Tecnicamente, Creed II não supera seu antecessor. Em todos os quesitos, seja em atuações, roteiro, diálogos e inclusive na direção (Ryan Coogler vem se provando um dos talentos natos de Hollywood atualmente) – quem comanda agora é o novato Steven Caple Jr. – , Creed – Nascido para Lutar permanece invicto. Mas sua sequência não é vencida por nocaute e aguenta todos os rounds, ficando cabeça a cabeça com o antecessor – e ganhando na pontuação quando o assunto é envolvimento emocional, nostalgia e aflição durante as cenas de combate. Mais está em risco desta vez e o desafio a ser superado é maior – o brutamontes Munteanu cria uma das presenças mais ameaçadoras dos últimos anos nas telas.
Em sua estrutura, Creed II se assemelha muito a Rocky II – A Revanche (1979) e a Rocky III – O Desafio Supremo (1982), embora se comporte mais como continuação direta de Rocky IV. Tudo o que envolve a família e a vida pessoal de Adonis Creed (Michael B. Jordan) – num relacionamento ainda mais próximo com Bianca (Tessa Thompson) – ecoa diretamente o segundo filme daquela franquia; enquanto a jornada do herói nos ringues remete ao terceiro longa do “garanhão italiano”.

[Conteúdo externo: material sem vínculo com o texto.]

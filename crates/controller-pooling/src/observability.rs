//! Pooling metrics
//!
//! Counters and gauges recorded through the `metrics` facade. Recording is
//! compiled out unless the `metrics` feature is enabled; installing a recorder
//! or exporter is left to the embedding application.
//!
//! ```toml
//! controller-pooling = { version = "0.1", features = ["metrics"] }
//! ```

// ============================================================================
// Coordination Metrics
// ============================================================================

/// State machine and coordination traffic metrics
pub struct CoordinationMetrics;

#[cfg_attr(not(feature = "metrics"), allow(unused_variables))]
impl CoordinationMetrics {
    // ---- Counters ----

    /// Coordination message accepted from the bus
    pub fn increment_messages_received(kind: &'static str) {
        #[cfg(feature = "metrics")]
        metrics::counter!("controller_pooling_messages_received_total", "kind" => kind).increment(1);
    }

    /// Coordination message handed to the bus
    pub fn increment_messages_published(kind: &'static str) {
        #[cfg(feature = "metrics")]
        metrics::counter!("controller_pooling_messages_published_total", "kind" => kind).increment(1);
    }

    /// Publish rejected by the endpoint
    pub fn increment_publish_failures() {
        #[cfg(feature = "metrics")]
        metrics::counter!("controller_pooling_publish_failures_total").increment(1);
    }

    /// Message that failed decoding or validation
    pub fn increment_invalid_messages() {
        #[cfg(feature = "metrics")]
        metrics::counter!("controller_pooling_invalid_messages_total").increment(1);
    }

    /// State change
    pub fn increment_transitions(to: &'static str) {
        #[cfg(feature = "metrics")]
        metrics::counter!("controller_pooling_state_transitions_total", "to" => to).increment(1);
    }

    /// New assignment table installed
    pub fn increment_tables_installed() {
        #[cfg(feature = "metrics")]
        metrics::counter!("controller_pooling_tables_installed_total").increment(1);
    }

    // ---- Gauges ----

    /// Whether this host is the leader (1 = yes, 0 = no)
    pub fn set_is_leader(is_leader: bool) {
        #[cfg(feature = "metrics")]
        metrics::gauge!("controller_pooling_is_leader").set(if is_leader { 1.0 } else { 0.0 });
    }

    /// Buckets owned by this host in the installed table
    pub fn set_owned_buckets(count: usize) {
        #[cfg(feature = "metrics")]
        metrics::gauge!("controller_pooling_owned_buckets").set(count as f64);
    }

    /// Hosts present in the installed table
    pub fn set_pool_size(count: usize) {
        #[cfg(feature = "metrics")]
        metrics::gauge!("controller_pooling_pool_size").set(count as f64);
    }
}

// ============================================================================
// Routing Metrics
// ============================================================================

/// Event routing metrics
pub struct RoutingMetrics;

#[cfg_attr(not(feature = "metrics"), allow(unused_variables))]
impl RoutingMetrics {
    /// Routing decision, labelled by outcome (passed, forwarded, queued, injected)
    pub fn increment_routed(outcome: &'static str) {
        #[cfg(feature = "metrics")]
        metrics::counter!("controller_pooling_events_routed_total", "outcome" => outcome).increment(1);
    }

    /// Event dropped, labelled by reason
    pub fn increment_dropped(reason: &'static str) {
        #[cfg(feature = "metrics")]
        metrics::counter!("controller_pooling_events_dropped_total", "reason" => reason).increment(1);
    }

    /// Events waiting for an assignment table
    pub fn set_offline_queue_len(len: usize) {
        #[cfg(feature = "metrics")]
        metrics::gauge!("controller_pooling_offline_queue_len").set(len as f64);
    }
}
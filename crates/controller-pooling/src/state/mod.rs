//! Coordination state machine
//!
//! Each host runs exactly one state at a time. States react to coordination
//! messages and their own timers and return a [`Transition`]; the manager
//! installs the next state, cancels the old state's timers and starts it.
//!
//! ```text
//!  Idle ──start──▶ Start ──own heartbeat──▶ Query ──lowest id──▶ Active
//!                                             ▲  │                  │
//!                                             │  └──otherwise──▶ Inactive
//!                                             └──leader silent──────┘
//! ```

mod active;
mod inactive;
mod query;
mod start;

pub use active::ActiveState;
pub use inactive::InactiveState;
pub use query::QueryState;
pub use start::StartState;

use crate::assignments::BucketAssignments;
use crate::config::PoolingConfig;
use crate::message::{
    Forward, Heartbeat, Identification, Leader, Message, Offline, Query, ADMIN_CHANNEL,
};
use crate::observability::{CoordinationMetrics, RoutingMetrics};
use crate::queue::EventQueue;
use crate::router::{decide, Decision, RouterStats};
use crate::scheduler::{Scheduler, TimerId, TimerKind};
use std::fmt;
use std::sync::Arc;
use std::time::Duration;
use tracing::{debug, info, warn};

/// Which state a manager is in
#[derive(Debug, Clone, Copy, PartialEq, Eq, Hash)]
pub enum StateKind {
    Idle,
    Start,
    Query,
    Active,
    Inactive,
}

impl StateKind {
    pub fn as_str(&self) -> &'static str {
        match self {
            StateKind::Idle => "idle",
            StateKind::Start => "start",
            StateKind::Query => "query",
            StateKind::Active => "active",
            StateKind::Inactive => "inactive",
        }
    }
}

impl fmt::Display for StateKind {
    fn fmt(&self, f: &mut fmt::Formatter<'_>) -> fmt::Result {
        f.write_str(self.as_str())
    }
}

/// Result of handling a message or timer
pub enum Transition {
    Stay,
    To(Box<dyn State>),
}

impl fmt::Debug for Transition {
    fn fmt(&self, f: &mut fmt::Formatter<'_>) -> fmt::Result {
        match self {
            Transition::Stay => f.write_str("Stay"),
            Transition::To(next) => write!(f, "To({})", next.kind()),
        }
    }
}

/// Side effect produced under the manager lock and performed after it is released
#[derive(Debug, Clone, PartialEq, Eq)]
pub enum Outgoing {
    Publish(Message),
    Inject(Forward),
}

/// A state of the coordination machine.
///
/// Handlers a state does not override log the message and stay put.
pub trait State: Send {
    fn kind(&self) -> StateKind;

    /// Called once after the state is installed
    fn start(&mut self, _ctx: &mut StateContext<'_>) {}

    fn process_heartbeat(&mut self, ctx: &mut StateContext<'_>, msg: &Heartbeat) -> Transition {
        ignored(ctx, self.kind(), "heartbeat", &msg.source)
    }

    fn process_query(&mut self, ctx: &mut StateContext<'_>, msg: &Query) -> Transition {
        ignored(ctx, self.kind(), "query", &msg.source)
    }

    fn process_identification(
        &mut self,
        ctx: &mut StateContext<'_>,
        msg: &Identification,
    ) -> Transition {
        ignored(ctx, self.kind(), "identification", &msg.source)
    }

    fn process_leader(&mut self, ctx: &mut StateContext<'_>, msg: &Leader) -> Transition {
        ignored(ctx, self.kind(), "leader", &msg.source)
    }

    fn process_offline(&mut self, ctx: &mut StateContext<'_>, msg: &Offline) -> Transition {
        ignored(ctx, self.kind(), "offline", &msg.source)
    }

    fn on_timer(&mut self, ctx: &mut StateContext<'_>, kind: TimerKind) -> Transition {
        debug!(host = %ctx.host(), state = %self.kind(), timer = %kind, "Unexpected timer");
        Transition::Stay
    }
}

fn ignored(ctx: &StateContext<'_>, state: StateKind, kind: &str, source: &str) -> Transition {
    debug!(host = %ctx.host(), %state, kind, source, "Ignoring message");
    Transition::Stay
}

/// No coordination: before start, after stop and while locked
#[derive(Debug, Default)]
pub struct IdleState;

impl State for IdleState {
    fn kind(&self) -> StateKind {
        StateKind::Idle
    }
}

/// What a state may touch while it runs.
///
/// Borrowed from the manager for the duration of one handler call, under the
/// manager lock.
pub struct StateContext<'a> {
    pub(crate) host: &'a str,
    pub(crate) config: &'a PoolingConfig,
    pub(crate) table: &'a mut Option<Arc<BucketAssignments>>,
    pub(crate) queue: &'a mut EventQueue,
    pub(crate) scheduler: &'a mut Scheduler,
    pub(crate) stats: &'a RouterStats,
    pub(crate) outbox: &'a mut Vec<Outgoing>,
}

impl StateContext<'_> {
    pub fn host(&self) -> &str {
        self.host
    }

    pub fn config(&self) -> &PoolingConfig {
        self.config
    }

    /// Currently installed table
    pub fn assignments(&self) -> Option<Arc<BucketAssignments>> {
        self.table.clone()
    }

    /// True when `table` has the bucket count every host must share
    pub fn accepts_table(&self, table: &BucketAssignments) -> bool {
        table.len() == self.config.bucket_count
    }

    /// Queue a message for `channel`
    pub fn publish(&mut self, channel: &str, mut message: Message) {
        message.set_channel(channel);
        self.outbox.push(Outgoing::Publish(message));
    }

    pub fn publish_admin(&mut self, message: Message) {
        self.publish(ADMIN_CHANNEL, message);
    }

    /// Announce this host and the table it holds
    pub fn publish_identification(&mut self) {
        let table = self.table.as_deref().cloned();
        let message = Message::identification(self.host, table);
        self.publish_admin(message);
    }

    pub fn schedule(&mut self, delay: Duration, kind: TimerKind) -> TimerId {
        self.scheduler.schedule(delay, kind)
    }

    pub fn schedule_with_fixed_delay(
        &mut self,
        initial: Duration,
        period: Duration,
        kind: TimerKind,
    ) -> TimerId {
        self.scheduler.schedule_with_fixed_delay(initial, period, kind)
    }

    pub fn cancel(&mut self, id: TimerId) -> bool {
        self.scheduler.cancel(id)
    }

    /// Install a new table and route everything parked in the offline queue.
    ///
    /// Returns false, leaving the current table in place, when the table's
    /// size does not match the local bucket count.
    pub fn start_distributing(&mut self, table: Arc<BucketAssignments>) -> bool {
        if !self.accepts_table(&table) {
            warn!(
                host = %self.host,
                buckets = table.len(),
                expected = self.config.bucket_count,
                "Rejecting assignment table with mismatched bucket count"
            );
            return false;
        }

        let owned = table.bucket_count(self.host);
        let hosts = table.all_hosts().len();
        if self.table.as_deref() != Some(&*table) {
            info!(host = %self.host, owned, hosts, "Installing assignment table");
        }
        CoordinationMetrics::increment_tables_installed();
        CoordinationMetrics::set_owned_buckets(owned);
        CoordinationMetrics::set_pool_size(hosts);
        *self.table = Some(Arc::clone(&table));

        let drained = self.queue.drain();
        if drained.expired > 0 {
            warn!(host = %self.host, expired = drained.expired, "Discarded expired offline events");
            self.stats.record_expired(drained.expired);
        }
        for forward in drained.live {
            match decide(self.host, Some(&table), forward) {
                Decision::Local(forward) => self.outbox.push(Outgoing::Inject(forward)),
                Decision::Forward(forward) => {
                    self.stats.record_forwarded();
                    self.outbox.push(Outgoing::Publish(Message::Forward(forward)));
                }
                Decision::Drop(forward, reason) => self.stats.record_dropped(reason, &forward),
                // unreachable with a table installed
                Decision::Enqueue(forward) => {
                    self.queue.add(forward);
                }
            }
        }
        RoutingMetrics::set_offline_queue_len(self.queue.len());
        true
    }

    /// Wall-clock milliseconds, used for heartbeat timestamps
    pub fn now_ms(&self) -> u64 {
        crate::message::current_time_ms()
    }
}


#[cfg(test)]
mod tests {
    use super::testing::*;
    use super::*;

    #[tokio::test]
    async fn test_idle_ignores_everything() {
        let mut h = Harness::new("h1");
        let mut idle = IdleState;
        h.enter(&mut idle);

        let t = idle.process_query(
            &mut h.ctx(),
            &Query {
                channel: ADMIN_CHANNEL.into(),
                source: "h2".into(),
            },
        );
        assert!(next_kind(t).is_none());
        assert!(h.outbox.is_empty());
        assert_eq!(h.scheduler.pending(), 0);
    }

    #[tokio::test]
    async fn test_start_distributing_rejects_wrong_size() {
        let mut h = Harness::new("h1");
        let wrong = balanced(&["h1"], 4);
        assert!(!h.ctx().start_distributing(wrong));
        assert!(h.table.is_none());

        let right = balanced(&["h1"], 8);
        assert!(h.ctx().start_distributing(right));
        assert!(h.table.is_some());
    }

    #[tokio::test]
    async fn test_start_distributing_drains_queue() {
        let mut h = Harness::new("h1");
        for i in 0..6 {
            h.queue
                .add(Forward::new("h1", format!("req-{}", i), "ueb", "events", "{}", 0));
        }

        assert!(h.ctx().start_distributing(balanced(&["h1", "h2"], 8)));
        assert!(h.queue.is_empty());
        assert_eq!(h.outbox.len(), 6);

        for item in &h.outbox {
            match item {
                Outgoing::Inject(f) => {
                    let table = h.table.as_ref().unwrap();
                    assert_eq!(table.host_for(&f.request_id).unwrap(), "h1");
                }
                Outgoing::Publish(Message::Forward(f)) => {
                    assert_eq!(f.channel, "h2");
                    assert_eq!(f.num_hops, 1);
                }
                other => panic!("unexpected outgoing {:?}", other),
            }
        }
    }

    #[tokio::test]
    async fn test_publish_sets_channel() {
        let mut h = Harness::new("h1");
        h.ctx().publish("h2", Message::query("h1"));
        h.ctx().publish_identification();

        let published = h.take_published();
        assert_eq!(published[0].channel(), "h2");
        assert_eq!(published[1].channel(), ADMIN_CHANNEL);
        assert!(matches!(&published[1], Message::Identification(i) if i.assignments.is_none()));
    }
}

Creed II não reinventa a roda como fez seu predecessor, mas a mantém rodando sem engasgar, conseguindo inclusive injetar novo gás para os amortecedores. Assim como a celebrada série do Youtube, Cobra Kai, o segundo Creed cria uma forte conexão entre as vidas de vilões e mocinhos, invertendo papeis e nos fazendo olhar com novo prisma esta dinâmica. O auge da Guerra Fria ficou para trás, assim como a politicagem e a celebração exacerbada do patriotismo na era Reagan (ou será?). Nos novos tempos, a clareza de heróis e vilões se mescla em uma área acinzentada, humanizando causas e compreendendo lados. É claro que todos escolherão o seu.